These primitive factories on the roadsides crush the cane bought in from the
surrounding fields with the ‘juice’ then boiled up in huge pans. Lines of these
factories belching black smoke, with workers ladling the hot sugar out of the
vats gives the impression of an early industrial scene, rather like the first
days of Coalbrookdale. Yet this is modern India.
Where India is particularly unchanging is
in anything in which the state is has any involvement, and as a hangover from
the socialist planning era, it’s involved in a great deal. Its interests range
from banks and insurance to (on a state level) running juice stands but by far its
biggest interest is running the railways. Apart from there no longer being any
steam engines around the railway system doesn’t seem to have changed at all
over the last eighteen years. The train carriages have a chunky, metal, built
to last feel to them, which is just as well as there doesn’t seem to been a
penny of new investment for decades. Booking a berth involves filling in a
cheap paper form then joining the queuing hoards so that someone can input your
details into a seventies era computer system. Indian railways are the largest
employer in the world with 1.6 million on the staff, and it looks just like a
giant job creation scheme. As elsewhere in government run India, there are lots
of ‘supervisors’ sitting around reading the paper and everyone knocks off for
lunch. Surprisingly, the whole system does work very well, even if everything
(even the journeys) usually happens very slowly.
In Delhi,
Ambassador cars still line up outside the Lutyens Government buildings. These
cars are based on the 1948 Morris Oxford design and are still made in India today.

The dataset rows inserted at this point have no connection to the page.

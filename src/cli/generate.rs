//! Generate command implementation

use std::path::Path;
use std::process::ExitCode;

use crate::code::CodeFactory;
use crate::config::DataPixelsConfig;
use crate::grid::encode_literal;
use crate::import::{import_image, is_image_file};
use crate::naming::{clean_file_name, is_identifier};
use crate::packed::PackedImage;

use super::{effective_config, emit, FormatArgs, EXIT_ERROR, EXIT_INVALID_ARGS, EXIT_SUCCESS};

/// Execute the generate command
pub fn run_generate(
    input: &Path,
    name: Option<&str>,
    allow_large: bool,
    record: Option<&Path>,
    output: Option<&Path>,
    format: &FormatArgs,
) -> ExitCode {
    let config = match effective_config(format) {
        Ok(config) => config,
        Err(code) => return code,
    };

    let variable_name = match name {
        Some(name) if !is_identifier(name) => {
            eprintln!("Error: '{}' is not a valid variable name", name);
            return ExitCode::from(EXIT_INVALID_ARGS);
        }
        Some(name) => name.to_string(),
        None => {
            let file_name = input.file_name().map(|n| n.to_string_lossy()).unwrap_or_default();
            clean_file_name(&file_name, &config.code.default_name)
        }
    };

    let image = match load_input(input, allow_large, &config) {
        Ok(image) => image,
        Err(code) => return code,
    };

    let mut factory = CodeFactory::generate(variable_name, &image);
    if let Err(e) = factory.apply(&config.format_options()) {
        eprintln!("Error: {}", e);
        return ExitCode::from(EXIT_INVALID_ARGS);
    }
    log::info!(
        "generated '{}' from {} ({}x{})",
        factory.variable_name(),
        input.display(),
        factory.image_width(),
        factory.image_height()
    );

    if let Some(record_path) = record {
        let json = match factory.to_json() {
            Ok(json) => json,
            Err(e) => {
                eprintln!("Error: {}", e);
                return ExitCode::from(EXIT_ERROR);
            }
        };
        if let Err(e) = std::fs::write(record_path, json) {
            eprintln!("Error: Failed to write '{}': {}", record_path.display(), e);
            return ExitCode::from(EXIT_ERROR);
        }
        log::info!("saved record to {}", record_path.display());
    }

    let content = if format.literal_only {
        factory.code().to_string()
    } else {
        factory.render(&config.viewport())
    };

    match emit(&content, output) {
        Ok(()) => ExitCode::from(EXIT_SUCCESS),
        Err(code) => code,
    }
}

fn load_input(
    input: &Path,
    allow_large: bool,
    config: &DataPixelsConfig,
) -> Result<PackedImage, ExitCode> {
    if is_image_file(input) {
        return import_image(input, &config.import_options(allow_large)).map_err(|e| {
            eprintln!("Error: {}: {}", input.display(), e);
            ExitCode::from(EXIT_ERROR)
        });
    }

    let literal = std::fs::read_to_string(input).map_err(|e| {
        eprintln!("Error: Cannot open input file '{}': {}", input.display(), e);
        ExitCode::from(EXIT_ERROR)
    })?;

    encode_literal(&literal).map_err(|e| {
        eprintln!("Error: {}: {}", input.display(), e);
        ExitCode::from(EXIT_ERROR)
    })
}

Although the President now has a BMW, the lower ranks will be motoring around
in their sixty year old cars for some time. One of reasons Ambassador have kept
on going is because they are strong enough to cope with India’s roads.
Road widening is now commonly seen as the poor roads are seen as a brake on economic
growth. Much of the digging work is done by (locally made) JCB’s, but a lot is
still done by labourers, usually women who excavate earth in baskets and carry
it away on their heads. What would these people do if they were all replaced by
machines? In many ways everyone has a vested interest in resisting change, as
doing these people out of their jobs who just mean more beggars living on the
streets of the cities.
For the tourist India can be overwhelming, and it
has certainly become a more stressful place to visit. Touts seem to be almost
everywhere and the traveler is bombarded by questions all the time. ’Do you
want a rickshaw?’ ‘Look in my shop?’ ‘What country?’ or simply ‘What do you
want?’ Even more irritating are the people who seem to think they know want you
want, so they give you orders like, ‘You need to go over there now’ or having
supposedly read your mind, tell you where the ticket office is, even as you
walk down the street minding your own business. Normally there is an ulterior
motive for all this free advice, usually a postcard or rickshaw sales pitch.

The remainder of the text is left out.